(ABOUT THIS EXERCISE): What comes back must be the data itself, retyped exactly.

(Stored items):
——

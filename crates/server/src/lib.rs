//! Web front end for the movie filter.
//!
//! A single page on `/`: `GET` shows the empty form, `POST` runs the
//! filter-aggregate-rank pipeline and shows the results below the form.

pub mod config;
pub mod error;
pub mod form;
pub mod render;
pub mod routes;
pub mod state;

pub use config::ServerConfig;
pub use error::{AppError, AppResult};
pub use form::{FilterForm, FormRules};
pub use render::SearchOutcome;
pub use routes::create_router;
pub use state::AppContext;
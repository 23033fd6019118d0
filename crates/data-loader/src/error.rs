//! Error types for the data-loader crate.

use thiserror::Error;

/// Errors that can occur while loading the catalog and rating tables.
///
/// Every variant is fatal at startup: the server refuses to run on a
/// partially loaded catalog.
#[derive(Error, Debug)]
pub enum DataLoadError {
    /// File could not be found or opened
    #[error("Failed to open file: {path}")]
    FileNotFound { path: String },

    /// I/O error occurred while reading file
    #[error("I/O error: {0}")]
    IoError(#[from] std::io::Error),

    /// The CSV reader rejected the file (bad quoting, invalid UTF-8, ...)
    #[error("CSV error in {file}: {source}")]
    Csv {
        file: String,
        #[source]
        source: csv::Error,
    },

    /// A required column is absent from the header row
    #[error("Missing column '{column}' in {file}")]
    MissingColumn { file: String, column: String },

    /// Row in data file couldn't be parsed
    ///
    /// `line` is the 1-based line number in the file, header included.
    #[error("Parse error at line {line} in {file}: {reason}")]
    ParseError {
        file: String,
        line: usize,
        reason: String,
    },

    /// A data field had an invalid value
    #[error("Invalid value for {field}: {value}")]
    InvalidValue { field: String, value: String },
}

/// Convenience type alias for Results in this crate
pub type Result<T> = std::result::Result<T, DataLoadError>;
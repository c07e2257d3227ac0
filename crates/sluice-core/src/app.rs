//! Application abstraction for reducing main.rs boilerplate.
//!
//! Both binaries share the same lifecycle: initialize tracing, parse CLI
//! arguments, load and validate config, run every configured component
//! once, and map the outcome to an exit code.

use std::process::ExitCode;

use clap::Parser;
use tracing::info;

use crate::config::{CliArgs, ConfigPath, Mergeable, load_from_paths};
use crate::error::ConfigError;
use crate::topology::{Pipeline, PipelineContext, run_pipelines};
use crate::tracing::init_tracing;

/// Trait for application configurations that can be loaded and run.
///
/// `Mergeable` already provides `metrics()`, `global()` and the component
/// name used in logs.
pub trait AppConfig: Mergeable {
    /// The pipeline type this config produces.
    type Pipeline: Pipeline;

    /// Load config from paths with validation.
    fn from_paths(paths: &[ConfigPath]) -> Result<Self, ConfigError> {
        load_from_paths(paths)
    }

    /// Create pipelines from this config.
    fn create_pipelines(&self, context: PipelineContext) -> Vec<Self::Pipeline>;

    /// Log startup info (component count and details).
    fn log_startup_info(&self);

    /// Called once after every component finished successfully.
    fn on_success(&self) {}
}

/// Application runner that handles the full startup lifecycle.
pub struct Application<C: AppConfig> {
    config: C,
}

impl<C: AppConfig> Application<C> {
    /// Full application lifecycle: parse args, load config, run pipelines.
    pub fn run() -> ExitCode {
        init_tracing();

        let args = CliArgs::parse();
        let paths = args.config_paths();

        if paths.is_empty() {
            eprintln!("Error: no config files or directories specified");
            return ExitCode::FAILURE;
        }

        let source_count = paths.len();
        info!("Loading config from {source_count} source(s)");

        match Self::from_paths(&paths) {
            Ok(app) => app.execute(),
            Err(e) => {
                eprintln!("Failed to load config: {e}");
                ExitCode::FAILURE
            }
        }
    }

    /// Load config from paths (useful for testing).
    pub fn from_paths(paths: &[ConfigPath]) -> Result<Self, ConfigError> {
        let config = C::from_paths(paths)?;
        Ok(Self { config })
    }

    /// Execute the application (after config is loaded).
    fn execute(self) -> ExitCode {
        self.config.log_startup_info();

        let runtime = match tokio::runtime::Runtime::new() {
            Ok(runtime) => runtime,
            Err(e) => {
                eprintln!("Failed to start async runtime: {e}");
                return ExitCode::FAILURE;
            }
        };

        let result = runtime.block_on(run_pipelines(
            self.config.metrics().address.as_deref(),
            self.config.global(),
            C::COMPONENT_NAME,
            |context| self.config.create_pipelines(context),
        ));

        match result {
            Ok(()) => {
                self.config.on_success();
                ExitCode::SUCCESS
            }
            Err(e) => {
                eprintln!("{} run failed: {e}", C::COMPONENT_NAME);
                ExitCode::FAILURE
            }
        }
    }
}
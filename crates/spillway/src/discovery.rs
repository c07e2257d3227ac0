//! Distinct category values in the staging table.

use sluice_core::error::WarehouseError;
use sluice_core::warehouse::{Statement, StatementKind, TableName, Warehouse, quote_identifier};
use tracing::{debug, info};

/// Lists the distinct non-NULL values of the partition column.
#[derive(Debug, Clone)]
pub struct Discovery {
    staging: TableName,
    column: String,
}

impl Discovery {
    pub fn new(staging: TableName, column: impl Into<String>) -> Self {
        Self {
            staging,
            column: column.into(),
        }
    }

    pub fn statement(&self) -> Result<Statement, WarehouseError> {
        let column = quote_identifier(&self.column)?;
        let sql = format!(
            "SELECT DISTINCT {column} AS {column} FROM {table} WHERE {column} IS NOT NULL",
            table = self.staging.quoted(),
        );
        Ok(Statement::new(StatementKind::Query, sql))
    }

    /// Run the query. An empty result is valid.
    pub async fn discover(&self, warehouse: &dyn Warehouse) -> Result<Vec<String>, WarehouseError> {
        let values = warehouse
            .query_strings(&self.statement()?, &self.column)
            .await?;

        let total = values.len();
        let categories: Vec<String> = values.into_iter().flatten().collect();
        if categories.len() < total {
            debug!(
                dropped = total - categories.len(),
                "Dropped NULL category values"
            );
        }

        info!(
            table = %self.staging,
            column = %self.column,
            count = categories.len(),
            "Discovered categories"
        );
        Ok(categories)
    }
}

#[cfg(test)]
mod tests {
    use super::*;

    #[test]
    fn test_statement() {
        let discovery = Discovery::new("p.staging_data.global_data".parse().unwrap(), "country");
        assert_eq!(
            discovery.statement().unwrap().sql,
            "SELECT DISTINCT `country` AS `country` FROM `p.staging_data.global_data` \
             WHERE `country` IS NOT NULL"
        );
    }

    #[test]
    fn test_statement_with_spaced_column() {
        let discovery = Discovery::new("p.d.t".parse().unwrap(), "Country Name");
        let sql = discovery.statement().unwrap().sql;
        assert!(sql.starts_with("SELECT DISTINCT `Country Name` AS `Country Name`"));
    }
}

——

(RESPONSE BOX):
filename crates/server/src/lib.rs
//! Web front end for the movie filter.
//!
//! A single page on `/`: `GET` shows the empty form, `POST` runs the
//! filter-aggregate-rank pipeline and shows the results below the form.

pub mod config;
pub mod error;
pub mod form;
pub mod render;
pub mod routes;
pub mod state;

pub use config::ServerConfig;
pub use error::{AppError, AppResult};
pub use form::{FilterForm, FormRules};
pub use render::SearchOutcome;
pub use routes::create_router;
pub use state::AppContext;
repository 23033fd6019118d0
filename crates/data-loader/src/error.rs
//! Error types for the data-loader crate.

use thiserror::Error;

/// Errors that can occur while loading the catalog and rating tables.
///
/// Every variant is fatal at startup: the server refuses to run on a
/// partially loaded catalog.
#[derive(Error, Debug)]
pub enum DataLoadError {
    /// File could not be found or opened
    #[error("Failed to open file: {path}")]
    FileNotFound { path: String },

    /// I/O error occurred while reading file
    #[error("I/O error: {0}")]
    IoError(#[from] std::io::Error),

    /// The CSV reader rejected the file (bad quoting, invalid UTF-8, ...)
    #[error("CSV error in {file}: {source}")]
    Csv {
        file: String,
        #[source]
        source: csv::Error,
    },

    /// A required column is absent from the header row
    #[error("Missing column '{column}' in {file}")]
    MissingColumn { file: String, column: String },

    /// Row in data file couldn't be parsed
    ///
    /// `line` is the 1-based line number in the file, header included.
    #[error("Parse error at line {line} in {file}: {reason}")]
    ParseError {
        file: String,
        line: usize,
        reason: String,
    },

    /// A data field had an invalid value
    #[error("Invalid value for {field}: {value}")]
    InvalidValue { field: String, value: String },
}

/// Convenience type alias for Results in this crate
pub type Result<T> = std::result::Result<T, DataLoadError>;
repository c07e2257d3227ac0
filename crates/sluice-core/src/app.rs
//! Application abstraction for reducing main.rs boilerplate.
//!
//! Both binaries share the same lifecycle: initialize tracing, parse CLI
//! arguments, load and validate config, run every configured component
//! once, and map the outcome to an exit code.

use std::process::ExitCode;

use clap::Parser;
use tracing::info;

use crate::config::{CliArgs, ConfigPath, Mergeable, load_from_paths};
use crate::error::ConfigError;
use crate::topology::{Pipeline, PipelineContext, run_pipelines};
use crate::tracing::init_tracing;

/// Trait for application configurations that can be loaded and run.
///
/// `Mergeable` already provides `metrics()`, `global()` and the component
/// name used in logs.
pub trait AppConfig: Mergeable {
    /// The pipeline type this config produces.
    type Pipeline: Pipeline;

    /// Load config from paths with validation.
    fn from_paths(paths: &[ConfigPath]) -> Result<Self, ConfigError> {
        load_from_paths(paths)
    }

    /// Create pipelines from this config.
    fn create_pipelines(&self, context: PipelineContext) -> Vec<Self::Pipeline>;

    /// Log startup info (component count and details).
    fn log_startup_info(&self);

    /// Called once after every component finished successfully.
    fn on_success(&self) {}
}

/// Application runner that handles the full startup lifecycle.
pub struct Application<C: AppConfig> {
    config: C,
}

impl<C: AppConfig> Application<C> {
    /// Full application lifecycle: parse args, load config, run pipelines.
    pub fn run() -> ExitCode {
        init_tracing();

        let args = CliArgs::parse();
        let paths = args.config_paths();

        if paths.is_empty() {
            eprintln!("Error: no config files or directories specified");
            return ExitCode::FAILURE;
        }

        let source_count = paths.len();
        info!("Loading config from {source_count} source(s)");

        match Self::from_paths(&paths) {
            Ok(app) => app.execute(),
            Err(e) => {
                eprintln!("Failed to load config: {e}");
                ExitCode::FAILURE
            }
        }
    }

    /// Load config from paths (useful for testing).
    pub fn from_paths(paths: &[ConfigPath]) -> Result<Self, ConfigError> {
        let config = C::from_paths(paths)?;
        Ok(Self { config })
    }

    /// Execute the application (after config is loaded).
    fn execute(self) -> ExitCode {
        self.config.log_startup_info();

        let runtime = match tokio::runtime::Runtime::new() {
            Ok(runtime) => runtime,
            Err(e) => {
                eprintln!("Failed to start async runtime: {e}");
                return ExitCode::FAILURE;
            }
        };

        let result = runtime.block_on(run_pipelines(
            self.config.metrics().address.as_deref(),
            self.config.global(),
            C::COMPONENT_NAME,
            |context| self.config.create_pipelines(context),
        ));

        match result {
            Ok(()) => {
                self.config.on_success();
                ExitCode::SUCCESS
            }
            Err(e) => {
                eprintln!("{} run failed: {e}", C::COMPONENT_NAME);
                ExitCode::FAILURE
            }
        }
    }
}
filename crates/spillway/src/discovery.rs
repository c07e2257d3227ac0
//! Distinct category values in the staging table.

use sluice_core::error::WarehouseError;
use sluice_core::warehouse::{Statement, StatementKind, TableName, Warehouse, quote_identifier};
use tracing::{debug, info};

/// Lists the distinct non-NULL values of the partition column.
#[derive(Debug, Clone)]
pub struct Discovery {
    staging: TableName,
    column: String,
}

impl Discovery {
    pub fn new(staging: TableName, column: impl Into<String>) -> Self {
        Self {
            staging,
            column: column.into(),
        }
    }

    pub fn statement(&self) -> Result<Statement, WarehouseError> {
        let column = quote_identifier(&self.column)?;
        let sql = format!(
            "SELECT DISTINCT {column} AS {column} FROM {table} WHERE {column} IS NOT NULL",
            table = self.staging.quoted(),
        );
        Ok(Statement::new(StatementKind::Query, sql))
    }

    /// Run the query. An empty result is valid.
    pub async fn discover(&self, warehouse: &dyn Warehouse) -> Result<Vec<String>, WarehouseError> {
        let values = warehouse
            .query_strings(&self.statement()?, &self.column)
            .await?;

        let total = values.len();
        let categories: Vec<String> = values.into_iter().flatten().collect();
        if categories.len() < total {
            debug!(
                dropped = total - categories.len(),
                "Dropped NULL category values"
            );
        }

        info!(
            table = %self.staging,
            column = %self.column,
            count = categories.len(),
            "Discovered categories"
        );
        Ok(categories)
    }
}

#[cfg(test)]
mod tests {
    use super::*;

    #[test]
    fn test_statement() {
        let discovery = Discovery::new("p.staging_data.global_data".parse().unwrap(), "country");
        assert_eq!(
            discovery.statement().unwrap().sql,
            "SELECT DISTINCT `country` AS `country` FROM `p.staging_data.global_data` \
             WHERE `country` IS NOT NULL"
        );
    }

    #[test]
    fn test_statement_with_spaced_column() {
        let discovery = Discovery::new("p.d.t".parse().unwrap(), "Country Name");
        let sql = discovery.statement().unwrap().sql;
        assert!(sql.starts_with("SELECT DISTINCT `Country Name` AS `Country Name`"));
    }
}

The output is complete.